Find the lines of the material below that include the string "trace", then copy each one.

[Start of section]

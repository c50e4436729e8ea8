//! The two internal listeners and everything a request goes through on its way out and back.

use std::net::SocketAddr;
use std::sync::Arc;

use tokio::sync::RwLock;

use crate::config::Settings;
use crate::proxy::client_tls::UpstreamTls;
use crate::proxy::registry::RelayRegistry;
use crate::state::State;

pub mod context;
pub mod dispatch;
pub mod headers;
pub mod hooks;
mod liveness;
mod request;
mod response;
pub(crate) mod server;
pub mod websocket;

use context::Scheme;
use liveness::Liveness;

/// What every inbound HTTP connection handler shares.
pub(crate) struct HttpShared {
    pub settings: Arc<Settings>,
    pub state: Arc<RwLock<State>>,
    pub upstream: UpstreamTls,
    pub registry: Arc<RelayRegistry>,
}

/// One accepted connection on an internal listener.
pub(crate) struct ConnectionInfo {
    pub scheme: Scheme,
    /// The SOCKS client behind the relay when known, else the loopback peer.
    pub peer_addr: Option<SocketAddr>,
    pub liveness: Liveness,
}
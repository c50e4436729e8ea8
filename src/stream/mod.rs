//! Byte pipelines: the chain executor and the stages plugged into it.

pub mod chain;
pub mod codec;
pub mod collect;
pub mod io;
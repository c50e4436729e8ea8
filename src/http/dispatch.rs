use std::io;
use std::pin::Pin;
use std::task::{self, Poll};
use std::time::Duration;

use http::{Method, Request, Response, Uri, Version};
use hyper::body::Incoming;
use hyper::client::conn::{http1, http2};
use hyper_util::rt::{TokioExecutor, TokioIo};
use pin_project::pin_project;
use serde::{Deserialize, Serialize};
use serde_json::{Map, Value};
use tokio::io::{AsyncRead, AsyncWrite, ReadBuf};
use tokio::net::TcpStream;
use tracing::{debug, trace};

use crate::error::InterceptError;
use crate::http::context::{url_host, RequestContext, Scheme};
use crate::http::headers::HeaderCollection;
use crate::http::HttpShared;
use crate::proxy::client_tls::negotiated_h2;
use crate::stream::io::ProxyBody;

/// Headers that only make sense hop-by-hop and are refused by HTTP/2.
pub(crate) const CONNECTION_HEADERS: [&str; 6] = [
    "connection",
    "keep-alive",
    "proxy-connection",
    "transfer-encoding",
    "upgrade",
    "te",
];

/// Where and how a request is sent.
///
/// Computed from the request context, then the hook's passthrough bag is merged over it:
/// objects are merged key by key, any other value replaces the computed one.
#[serde_with::serde_as]
#[derive(Debug, Clone, PartialEq, Serialize, Deserialize)]
pub struct DispatchOptions {
    #[serde_as(as = "serde_with::DisplayFromStr")]
    pub method: Method,
    pub hostname: String,
    pub port: u16,
    pub path: String,
    #[serde(default)]
    pub headers: Map<String, Value>,
    #[serde(default, skip_serializing_if = "Option::is_none")]
    pub timeout_secs: Option<u64>,
    /// SNI and certificate name, when it differs from `hostname`.
    #[serde(default, skip_serializing_if = "Option::is_none")]
    pub server_name: Option<String>,
}

pub(crate) fn deep_merge(base: &mut Value, overlay: Value) {
    match (base, overlay) {
        (Value::Object(base), Value::Object(overlay)) => {
            for (key, value) in overlay {
                match base.get_mut(&key) {
                    Some(slot) => deep_merge(slot, value),
                    None => {
                        base.insert(key, value);
                    }
                }
            }
        }
        (slot, overlay) => *slot = overlay,
    }
}

impl DispatchOptions {
    pub fn from_context(ctx: &RequestContext) -> Result<Self, InterceptError> {
        let hostname = ctx.hostname().ok_or(InterceptError::MissingHost)?;

        let computed = DispatchOptions {
            method: ctx.method.clone(),
            hostname: hostname.to_owned(),
            port: ctx.hostport(),
            path: ctx.path.clone(),
            headers: ctx.headers.to_json(),
            timeout_secs: None,
            server_name: None,
        };

        if ctx.passthrough.is_empty() {
            return Ok(computed);
        }

        let mut overlay = ctx.passthrough.clone();
        if let Some(Value::Object(headers)) = overlay.get_mut("headers") {
            *headers = std::mem::take(headers)
                .into_iter()
                .map(|(name, value)| (name.to_ascii_lowercase(), value))
                .collect();
        }

        let mut merged = serde_json::to_value(&computed)?;
        deep_merge(&mut merged, Value::Object(overlay));

        let options: DispatchOptions = serde_json::from_value(merged)?;
        // Rejects pseudo-headers smuggled in through the bag.
        options.header_collection()?;
        Ok(options)
    }

    pub fn header_collection(&self) -> Result<HeaderCollection, InterceptError> {
        HeaderCollection::from_json(&self.headers)
    }

    pub fn timeout(&self, default: Duration) -> Duration {
        self.timeout_secs.map(Duration::from_secs).unwrap_or(default)
    }

    pub fn server_name(&self) -> &str {
        self.server_name.as_deref().unwrap_or(&self.hostname)
    }

    /// `host[:port]`, the port left out when it is the scheme default.
    pub fn authority(&self, scheme: Scheme) -> String {
        let host = url_host(&self.hostname);
        if self.port == scheme.default_port() {
            host
        } else {
            format!("{host}:{}", self.port)
        }
    }

    pub fn url(&self, scheme: Scheme) -> String {
        format!(
            "{scheme}://{}:{}{}",
            url_host(&self.hostname),
            self.port,
            self.path
        )
    }
}

#[pin_project(project = OutboundStreamProj)]
pub(crate) enum OutboundStream {
    Plain(#[pin] TcpStream),
    Tls(#[pin] tokio_rustls::client::TlsStream<TcpStream>),
}

macro_rules! forward_call {
    ($self:expr, $method:ident $(, $param:expr)*) => {
        match $self.project() {
            OutboundStreamProj::Plain(stream) => stream.$method($($param),*),
            OutboundStreamProj::Tls(stream) => stream.$method($($param),*),
        }
    };
}

impl AsyncRead for OutboundStream {
    fn poll_read(self: Pin<&mut Self>, cx: &mut task::Context<'_>, buf: &mut ReadBuf<'_>) -> Poll<io::Result<()>> {
        forward_call!(self, poll_read, cx, buf)
    }
}

impl AsyncWrite for OutboundStream {
    fn poll_write(self: Pin<&mut Self>, cx: &mut task::Context<'_>, buf: &[u8]) -> Poll<io::Result<usize>> {
        forward_call!(self, poll_write, cx, buf)
    }

    fn poll_flush(self: Pin<&mut Self>, cx: &mut task::Context<'_>) -> Poll<io::Result<()>> {
        forward_call!(self, poll_flush, cx)
    }

    fn poll_shutdown(self: Pin<&mut Self>, cx: &mut task::Context<'_>) -> Poll<io::Result<()>> {
        forward_call!(self, poll_shutdown, cx)
    }
}

pub(crate) enum Outbound {
    Http1(http1::SendRequest<ProxyBody>),
    Http2(http2::SendRequest<ProxyBody>),
}

impl Outbound {
    pub fn version(&self) -> Version {
        match self {
            Outbound::Http1(_) => Version::HTTP_11,
            Outbound::Http2(_) => Version::HTTP_2,
        }
    }

    pub async fn send(&mut self, req: Request<ProxyBody>) -> hyper::Result<Response<Incoming>> {
        match self {
            Outbound::Http1(sender) => sender.send_request(req).await,
            Outbound::Http2(sender) => sender.send_request(req).await,
        }
    }
}

/// Open the outbound connection, TLS and ALPN included, bounded by `timeout`.
pub(crate) async fn connect(
    options: &DispatchOptions,
    scheme: Scheme,
    auto_http2: bool,
    shared: &HttpShared,
) -> Result<Outbound, InterceptError> {
    let timeout = options.timeout(shared.settings.request_timeout_std());
    tokio::time::timeout(timeout, connect_inner(options, scheme, auto_http2, shared)).await?
}

async fn connect_inner(
    options: &DispatchOptions,
    scheme: Scheme,
    auto_http2: bool,
    shared: &HttpShared,
) -> Result<Outbound, InterceptError> {
    let stream = TcpStream::connect((options.hostname.as_str(), options.port)).await?;
    if shared.settings.tcp_nodelay {
        stream.set_nodelay(true)?;
    }

    let target = format!("{}:{}", options.hostname, options.port);

    match scheme {
        Scheme::Http => handshake_http1(OutboundStream::Plain(stream), target).await,
        Scheme::Https => {
            let tls = shared
                .upstream
                .connect(stream, options.server_name(), auto_http2)
                .await?;

            if negotiated_h2(&tls) {
                handshake_http2(OutboundStream::Tls(tls), target).await
            } else {
                handshake_http1(OutboundStream::Tls(tls), target).await
            }
        }
    }
}

async fn handshake_http1(stream: OutboundStream, target: String) -> Result<Outbound, InterceptError> {
    let (sender, connection) = http1::Builder::new()
        .preserve_header_case(true)
        .handshake(TokioIo::new(stream))
        .await?;

    tokio::spawn(async move {
        if let Err(err) = connection.await {
            debug!("HTTP/1.x connection to {target} aborted with error: {err}");
        }
    });

    Ok(Outbound::Http1(sender))
}

async fn handshake_http2(stream: OutboundStream, target: String) -> Result<Outbound, InterceptError> {
    let (sender, connection) = http2::Builder::new(TokioExecutor::new())
        .handshake(TokioIo::new(stream))
        .await?;

    tokio::spawn(async move {
        if let Err(err) = connection.await {
            debug!("HTTP/2 connection to {target} aborted with error: {err}");
        }
    });

    Ok(Outbound::Http2(sender))
}

/// Build the request for the negotiated outbound version.
///
/// HTTP/2 gets an absolute URI and no connection-specific headers (nor `host`, which is
/// carried by `:authority`). HTTP/1.1 gets an origin-form URI and a `host` header.
pub(crate) fn build_request(
    options: &DispatchOptions,
    scheme: Scheme,
    version: Version,
    body: ProxyBody,
) -> Result<Request<ProxyBody>, InterceptError> {
    let mut headers = options.header_collection()?;
    let authority = options.authority(scheme);

    let uri = if version == Version::HTTP_2 {
        for name in CONNECTION_HEADERS {
            if name == "te" && headers.get("te").is_some_and(|te| te.eq_ignore_ascii_case("trailers")) {
                continue;
            }
            headers.remove(name);
        }
        headers.remove("host");
        format!("{scheme}://{authority}{}", options.path)
    } else {
        if !headers.contains("host") {
            headers.insert("host", &authority)?;
        }
        options.path.clone()
    };

    let uri: Uri = uri
        .parse()
        .map_err(|_| InterceptError::InvalidTarget(uri.clone()))?;
    trace!("outbound {version:?} request to {uri}");

    let mut req = Request::new(body);
    *req.method_mut() = options.method.clone();
    *req.uri_mut() = uri;
    *req.version_mut() = version;
    *req.headers_mut() = headers.to_header_map();
    Ok(req)
}

#[cfg(test)]
mod tests {
    use super::*;
    use crate::stream::io::empty_body;
    use serde_json::json;

    fn context() -> RequestContext {
        let mut ctx = RequestContext::new(Method::GET, Scheme::Https, "/search?q=1");
        ctx.host = Some("example.com".into());
        ctx.headers.insert("host", "example.com").unwrap();
        ctx.headers.insert("accept", "text/html").unwrap();
        ctx.headers.insert("connection", "keep-alive").unwrap();
        ctx
    }

    #[test]
    fn test_computed_options() {
        let options = DispatchOptions::from_context(&context()).unwrap();
        assert_eq!(options.method, Method::GET);
        assert_eq!(options.hostname, "example.com");
        assert_eq!(options.port, 443);
        assert_eq!(options.path, "/search?q=1");
        assert_eq!(options.url(Scheme::Https), "https://example.com:443/search?q=1");
    }

    #[test]
    fn test_passthrough_is_deep_merged() {
        let mut ctx = context();
        ctx.passthrough = json!({
            "port": 8443,
            "headers": { "Accept": "application/json", "x-extra": ["a", "b"] },
            "server_name": "origin.internal",
        })
        .as_object()
        .cloned()
        .unwrap();

        let options = DispatchOptions::from_context(&ctx).unwrap();
        assert_eq!(options.port, 8443);
        assert_eq!(options.server_name(), "origin.internal");
        assert_eq!(options.authority(Scheme::Https), "example.com:8443");

        let headers = options.header_collection().unwrap();
        assert_eq!(headers.get("accept"), Some("application/json"));
        assert_eq!(headers.get("host"), Some("example.com"));
        assert_eq!(headers.get_all("x-extra").count(), 2);
    }

    #[test]
    fn test_pseudo_header_in_passthrough_is_refused() {
        let mut ctx = context();
        ctx.passthrough = json!({ "headers": { ":authority": "evil.test" } })
            .as_object()
            .cloned()
            .unwrap();

        assert!(matches!(
            DispatchOptions::from_context(&ctx),
            Err(InterceptError::BadHeader(_))
        ));
    }

    #[test]
    fn test_invalid_method_in_passthrough() {
        let mut ctx = context();
        ctx.passthrough = json!({ "method": "NOT A METHOD" }).as_object().cloned().unwrap();

        assert!(matches!(
            DispatchOptions::from_context(&ctx),
            Err(InterceptError::InvalidOptions(_))
        ));
    }

    #[test]
    fn test_missing_host() {
        let ctx = RequestContext::new(Method::GET, Scheme::Http, "/");
        assert!(matches!(
            DispatchOptions::from_context(&ctx),
            Err(InterceptError::MissingHost)
        ));
    }

    #[test]
    fn test_http2_request_shape() {
        let options = DispatchOptions::from_context(&context()).unwrap();
        let req = build_request(&options, Scheme::Https, Version::HTTP_2, empty_body()).unwrap();

        assert_eq!(req.uri().to_string(), "https://example.com/search?q=1");
        assert!(req.headers().get("host").is_none());
        assert!(req.headers().get("connection").is_none());
        assert!(req.headers().keys().all(|name| !name.as_str().starts_with(':')));
    }

    #[test]
    fn test_http1_request_shape() {
        let mut ctx = context();
        ctx.headers.remove("host");
        ctx.scheme = Scheme::Http;
        ctx.port = Some(8080);
        ctx.host = Some("example.com".into());

        let options = DispatchOptions::from_context(&ctx).unwrap();
        let req = build_request(&options, Scheme::Http, Version::HTTP_11, empty_body()).unwrap();

        assert_eq!(req.uri().to_string(), "/search?q=1");
        assert_eq!(req.headers().get("host").unwrap(), "example.com:8080");
    }
}
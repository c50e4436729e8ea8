use std::net::{Ipv4Addr, Ipv6Addr, SocketAddr};

use tokio::io::{AsyncRead, AsyncWrite};
use tokio::net::{TcpSocket, TcpStream};
use tracing::debug;

use crate::error::InterceptError;
use crate::proxy::protocol_detect::{resolve_listener, sniff, DetectedProtocol};
use crate::proxy::registry::{RelayHandle, RelayKind};
use crate::proxy::{ProxyError, ProxyShared};
use crate::stream::chain::{StreamChain, Transform};
use crate::stream::io::{ReaderSource, WriterSink};

/// Builds a fresh byte transform for every relayed TCP stream.
pub trait TcpModifier: Send + Sync {
    fn create(&self) -> Box<dyn Transform>;
}

impl<F> TcpModifier for F
where
    F: Fn() -> Box<dyn Transform> + Send + Sync,
{
    fn create(&self) -> Box<dyn Transform> {
        self()
    }
}

/// Relay one SOCKS CONNECT tunnel into the internal listener matching its first bytes.
pub(crate) async fn run_tcp(
    stream: TcpStream,
    client: SocketAddr,
    target: String,
    shared: &ProxyShared,
) -> Result<(), ProxyError> {
    let mut handle = shared.registry.register(client, target, RelayKind::TcpHttps);
    let cancel = handle.token();

    let result = tokio::select! {
        r = splice(&mut handle, stream, shared) => r,
        _ = cancel.cancelled() => Ok(()),
    };

    if let Err(ref err) = result {
        handle.proxy_error(err);
    }
    result
}

async fn dial_loopback(listener: SocketAddr, handle: &mut RelayHandle) -> std::io::Result<TcpStream> {
    let socket = if listener.is_ipv4() {
        let socket = TcpSocket::new_v4()?;
        socket.bind((Ipv4Addr::LOCALHOST, 0).into())?;
        socket
    } else {
        let socket = TcpSocket::new_v6()?;
        socket.bind((Ipv6Addr::LOCALHOST, 0).into())?;
        socket
    };

    handle.set_loopback(socket.local_addr()?);
    socket.connect(listener).await
}

async fn splice(handle: &mut RelayHandle, mut stream: TcpStream, shared: &ProxyShared) -> Result<(), ProxyError> {
    let proto = sniff(&stream, shared.settings.request_timeout_std()).await?;
    if proto == DetectedProtocol::Http {
        handle.set_kind(RelayKind::TcpHttp);
    }

    // Dropping `stream` on error is what terminates the tunnel.
    let listener = resolve_listener(proto, shared.http_addr, shared.https_addr)?;
    let mut upstream = dial_loopback(listener, handle).await?;
    if shared.settings.tcp_nodelay {
        let _ = upstream.set_nodelay(true);
    }
    handle.connected();

    let (outgoing, incoming) = {
        let state = shared.state.read().await;
        (state.outgoing_modifier.clone(), state.incoming_modifier.clone())
    };

    if outgoing.is_none() && incoming.is_none() {
        let (sent, received) = tokio::io::copy_bidirectional(&mut stream, &mut upstream).await?;
        debug!(target: "socks", "relay #{} done: {sent} bytes out, {received} bytes in", handle.id());
        return Ok(());
    }

    let (client_read, client_write) = stream.into_split();
    let (listener_read, listener_write) = upstream.into_split();

    tokio::try_join!(
        pipe(client_read, listener_write, outgoing.map(|m| m.create())),
        pipe(listener_read, client_write, incoming.map(|m| m.create())),
    )?;

    Ok(())
}

/// One direction of a modified relay.
async fn pipe<R, W>(reader: R, writer: W, modifier: Option<Box<dyn Transform>>) -> Result<(), InterceptError>
where
    R: AsyncRead + Send + Unpin + 'static,
    W: AsyncWrite + Send + Unpin + 'static,
{
    let mut chain = StreamChain::builder(ReaderSource::new(reader));
    if let Some(modifier) = modifier {
        chain = chain.transform_boxed(modifier);
    }

    chain.sink(WriterSink::new(writer)).run().await?;
    Ok(())
}

#[cfg(test)]
mod tests {
    use super::*;
    use crate::error::BoxError;
    use async_trait::async_trait;
    use bytes::Bytes;
    use tokio::io::{AsyncReadExt, AsyncWriteExt};

    struct Rot13;

    #[async_trait]
    impl Transform for Rot13 {
        async fn transform(&mut self, chunk: Bytes) -> Result<Option<Bytes>, BoxError> {
            let rotated: Vec<u8> = chunk
                .iter()
                .map(|b| match b {
                    b'a'..=b'z' => (b - b'a' + 13) % 26 + b'a',
                    b'A'..=b'Z' => (b - b'A' + 13) % 26 + b'A',
                    _ => *b,
                })
                .collect();
            Ok(Some(rotated.into()))
        }
    }

    #[test]
    fn test_closure_is_a_modifier() {
        let modifier: Box<dyn TcpModifier> = Box::new(|| Box::new(Rot13) as Box<dyn Transform>);
        let _ = modifier.create();
        let _ = modifier.create();
    }

    #[tokio::test]
    async fn test_pipe_applies_modifier() {
        let (mut client, reader) = tokio::io::duplex(64);
        let (writer, mut listener) = tokio::io::duplex(64);

        let relay = tokio::spawn(pipe(reader, writer, Some(Box::new(Rot13) as Box<dyn Transform>)));

        client.write_all(b"Hello, World").await.unwrap();
        client.shutdown().await.unwrap();
        drop(client);

        let mut out = String::new();
        listener.read_to_string(&mut out).await.unwrap();
        assert_eq!(out, "Uryyb, Jbeyq");
        relay.await.unwrap().unwrap();
    }

    #[tokio::test]
    async fn test_pipe_without_modifier_is_transparent() {
        let (mut client, reader) = tokio::io::duplex(64);
        let (writer, mut listener) = tokio::io::duplex(64);

        let relay = tokio::spawn(pipe(reader, writer, None));
        client.write_all(&[0x16, 0x03, 0x01, 0xff]).await.unwrap();
        drop(client);

        let mut out = Vec::new();
        listener.read_to_end(&mut out).await.unwrap();
        assert_eq!(out, vec![0x16, 0x03, 0x01, 0xff]);
        relay.await.unwrap().unwrap();
    }
}
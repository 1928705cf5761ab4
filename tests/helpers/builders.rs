use chrono::{DateTime, Utc};
use sea_orm::DatabaseConnection;
use warden::authz::condition::Condition;
use warden::authz::types::{Permission, Role, Scope, SubjectRoleAssignment};
use warden::storage::{self, NewPermission, NewRole};

/// Builder for creating test roles
pub struct RoleBuilder {
    id: String,
    name: String,
    parent: Option<String>,
    is_system: bool,
}

impl RoleBuilder {
    pub fn new(id: &str) -> Self {
        Self {
            id: id.to_string(),
            name: id.to_string(),
            parent: None,
            is_system: false,
        }
    }

    pub fn named(mut self, name: &str) -> Self {
        self.name = name.to_string();
        self
    }

    pub fn parent(mut self, parent: &str) -> Self {
        self.parent = Some(parent.to_string());
        self
    }

    pub fn system(mut self) -> Self {
        self.is_system = true;
        self
    }

    pub async fn create(self, db: &DatabaseConnection) -> Role {
        storage::create_role(
            db,
            NewRole {
                id: self.id,
                name: self.name,
                parent_id: self.parent,
                is_system: self.is_system,
            },
        )
        .await
        .expect("Failed to create test role")
    }
}

/// Builder for creating test permissions
pub struct PermissionBuilder {
    id: String,
    resource: String,
    action: String,
    scope: Scope,
    conditions: Option<Condition>,
}

impl PermissionBuilder {
    pub fn new(id: &str, resource: &str, action: &str) -> Self {
        Self {
            id: id.to_string(),
            resource: resource.to_string(),
            action: action.to_string(),
            scope: Scope::Organization,
            conditions: None,
        }
    }

    pub fn scope(mut self, scope: Scope) -> Self {
        self.scope = scope;
        self
    }

    pub fn when(mut self, condition: Condition) -> Self {
        self.conditions = Some(condition);
        self
    }

    pub async fn create(self, db: &DatabaseConnection) -> Permission {
        storage::create_permission(
            db,
            NewPermission {
                id: self.id,
                resource: self.resource,
                action: self.action,
                scope: self.scope,
                conditions: self.conditions,
            },
        )
        .await
        .expect("Failed to create test permission")
    }
}

/// Builder for creating test role assignments
pub struct AssignmentBuilder {
    subject: String,
    role_id: String,
    valid_from: DateTime<Utc>,
    valid_until: Option<DateTime<Utc>>,
}

impl AssignmentBuilder {
    pub fn new(subject: &str, role_id: &str) -> Self {
        Self {
            subject: subject.to_string(),
            role_id: role_id.to_string(),
            valid_from: DateTime::<Utc>::UNIX_EPOCH,
            valid_until: None,
        }
    }

    pub fn active_from(mut self, valid_from: DateTime<Utc>) -> Self {
        self.valid_from = valid_from;
        self
    }

    pub fn active_until(mut self, valid_until: DateTime<Utc>) -> Self {
        self.valid_until = Some(valid_until);
        self
    }

    pub async fn create(self, db: &DatabaseConnection) -> SubjectRoleAssignment {
        storage::assign_role(
            db,
            &self.subject,
            &self.role_id,
            self.valid_from,
            self.valid_until,
        )
        .await
        .expect("Failed to create test assignment")
    }
}
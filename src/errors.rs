use miette::Diagnostic;
use thiserror::Error;

use crate::authz::errors::AuthzError;

#[derive(Debug, Error, Diagnostic)]
pub enum WardenError {
    #[error("I/O error: {0}")]
    #[diagnostic(code(warden::io))]
    Io(#[from] std::io::Error),

    #[error("Config error: {0}")]
    #[diagnostic(code(warden::config))]
    Config(#[from] config::ConfigError),

    #[error("Serialization error: {0}")]
    #[diagnostic(code(warden::serde))]
    Serde(#[from] serde_json::Error),

    #[error("Database error: {0}")]
    #[diagnostic(code(warden::db))]
    Db(#[from] sea_orm::DbErr),

    #[error("Invalid stored policy data: {0}")]
    #[diagnostic(
        code(warden::invalid_data),
        help("A row in the policy tables could not be mapped; fix it through the administrative API")
    )]
    InvalidData(String),

    #[error(transparent)]
    #[diagnostic(transparent)]
    Authz(#[from] AuthzError),

    #[error("{0}")]
    #[diagnostic(code(warden::other))]
    Other(String),
}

[End of section]

▶ _Task solution_:
use tracing::{debug, trace};
    trace!("outbound {version:?} request to {uri}");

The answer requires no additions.